/// Variables bound by an `expression_statement` holding an assignment.
fn assignment_variables(parsed: &ParsedFile, stmt: Node, scope: VariableScope) -> Vec<Variable> {
    let assignment = match stmt.named_child(0) {
        Some(n) if n.kind() == "assignment" => n,
        _ => return Vec::new(),
    };
    let left = match assignment.child_by_field_name("left") {
        Some(l) => l,
        None => return Vec::new(),
    };
    let type_hint = assignment
        .child_by_field_name("type")
        .map(|t| parsed.node_text(t).to_string());
    let value = assignment
        .child_by_field_name("right")
        .map(|r| parsed.node_text(r).to_string());

    let targets: Vec<Node> = match left.kind() {
        "identifier" => vec![left],
        "pattern_list" | "tuple_pattern" => {
            let mut cursor = left.walk();
            let names: Vec<Node> = left
                .named_children(&mut cursor)
                .filter(|n| n.kind() == "identifier")
                .collect();
            names
        }
        _ => Vec::new(),
    };

    targets
        .into_iter()
        .map(|target| {
            let mut var = Variable::new(
                parsed.node_text(target),
                scope,
                SourceLocation::from_node(&parsed.path, stmt),
            );
            var.type_hint = type_hint.clone();
            var.value = value.clone();
            var
        })
        .collect()
}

++++++++++++++++++++

From the records above, extract each line exactly as shown.

→ **Expected output**:
/// Variables bound by an `expression_statement` holding an assignment.
fn assignment_variables(parsed: &ParsedFile, stmt: Node, scope: VariableScope) -> Vec<Variable> {
    let assignment = match stmt.named_child(0) {
        Some(n) if n.kind() == "assignment" => n,
        _ => return Vec::new(),
    };
    let left = match assignment.child_by_field_name("left") {
        Some(l) => l,
        None => return Vec::new(),
    };
    let type_hint = assignment
        .child_by_field_name("type")
        .map(|t| parsed.node_text(t).to_string());
    let value = assignment
        .child_by_field_name("right")
        .map(|r| parsed.node_text(r).to_string());

    let targets: Vec<Node> = match left.kind() {
        "identifier" => vec![left],
        "pattern_list" | "tuple_pattern" => {
            let mut cursor = left.walk();
            let names: Vec<Node> = left
                .named_children(&mut cursor)
                .filter(|n| n.kind() == "identifier")
                .collect();
            names
        }
        _ => Vec::new(),
    };

    targets
        .into_iter()
        .map(|target| {
            let mut var = Variable::new(
                parsed.node_text(target),
                scope,
                SourceLocation::from_node(&parsed.path, stmt),
            );
            var.type_hint = type_hint.clone();
            var.value = value.clone();
            var
        })
        .collect()
}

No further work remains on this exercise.